THE BLENDS DIET TREATS: 2. FLAN DE HUEVO DE VALENCIA
2. FLAN DE HUEVO DE VALENCIA
This has been a recent passion of mine, the flan de huevo (egg flan) is a traditional Spanish dessert that apparently many people make at home. They never did at my home and I had no idea how simple and delicious it is. It contains eggs, milk and in my version, coconut sugar. It’s exquisite, moorish and full of protein. You do need to wait to eat it though (almost an hour in the oven, then setting, then setting in the fridge for 3 hours) so better to make a stash a day in advance.
I make them only for myself so I do 4 flans at a time. I use these quantities and whisk it all together:
320ml of milk
50grams of coconut sugar
Then I heat up coconut sugar with the juice of half a lemon, almost boiling but not quite, stirring with a wooden spoon until I get a caramel texture. Act quickly cause it sets: Cover the bottom of the individual flan molds with the caramel.
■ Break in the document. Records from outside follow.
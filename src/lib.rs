// Crate-level lint configuration
// Allow noisy pedantic/cargo lints that aren't worth fixing individually
#![allow(clippy::multiple_crate_versions)] // Transitive deps, can't easily fix
#![allow(clippy::missing_errors_doc)] // Would require extensive doc changes
#![allow(clippy::missing_panics_doc)] // Would require extensive doc changes
#![allow(clippy::must_use_candidate)] // Too many false positives for internal APIs
#![allow(clippy::module_name_repetitions)] // Acceptable for clarity (e.g., StorageError in storage mod)
#![allow(clippy::doc_markdown)] // Too strict about backticks in docs
#![allow(clippy::missing_const_for_fn)] // Often debatable, runtime doesn't benefit

//! APK Signer Service
//!
//! Signs Android application packages with per-application keys managed by
//! the service, using the JDK's `keytool` and `jarsigner`.
//!
//! ## Modes
//!
//! - **Developer**: each application id gets one keystore, generated on first
//!   use and reused forever. Concurrent first requests race on a
//!   create-if-absent store; the loser discards its keystore and re-fetches.
//!
//! - **Reviewer**: every request signs with a fresh disposable keystore whose
//!   subject carries a reviewer marker. Nothing is ever persisted.
//!
//! ## Local state
//!
//! Keystores and package copies only ever live in private temp directories
//! that are removed on every exit path. The only file that survives a call is
//! the signed package handed back to the caller, removed when it is dropped.

pub mod config;
pub mod error;
pub mod keystore;
pub mod middleware;
pub mod routes;
pub mod signer;
pub mod storage;
pub mod tools;

#[cfg(feature = "otel")]
pub mod telemetry;

#[cfg(not(feature = "otel"))]
pub mod telemetry {
    //! Stub telemetry module when OpenTelemetry is disabled.

    use tracing_subscriber::{EnvFilter, layer::SubscriberExt, util::SubscriberInitExt};

    /// Initialize tracing with console output only.
    ///
    /// `LOG_FORMAT=json` switches to JSON lines.
    pub fn init_tracing() {
        let env_filter = EnvFilter::try_from_default_env()
            .unwrap_or_else(|_| "apk_signer=info,actix_web=info".into());
        let registry = tracing_subscriber::registry().with(env_filter);

        if super::json_logs() {
            registry.with(tracing_subscriber::fmt::layer().json()).init();
        } else {
            registry.with(tracing_subscriber::fmt::layer()).init();
        }
    }

    /// No-op shutdown when OpenTelemetry is disabled.
    pub fn shutdown_tracing() {}
}

fn json_logs() -> bool {
    std::env::var("LOG_FORMAT").is_ok_and(|v| v.trim().eq_ignore_ascii_case("json"))
}

// Re-export commonly used types
pub use config::{Settings, SigningConfig, UserMode};
pub use error::{ServiceError, SigningError};
pub use keystore::{KeystoreManager, SigningIdentity};
pub use signer::{PackageSource, SignedPackage, SigningOrchestrator};
pub use storage::{KeyStorage, PackageStorage, RedbStorage};
pub use tools::{JavaToolchain, Toolchain};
I pour the mixture for the flans on top
Heat up the oven to 190 degrees Celsius
Place the molds, on a large, deep, oven-safe container. Then carefully fill in this container with water, up to almost the level of the molds. So the flan moulds are submerged in water (but not so much that the water goes into them!)
Bake for 45minutes
Turn off the oven. Let them set for one hour outside of the oven until they cool down. Put them into the fridge. Refrigerate them for at least 3 hours.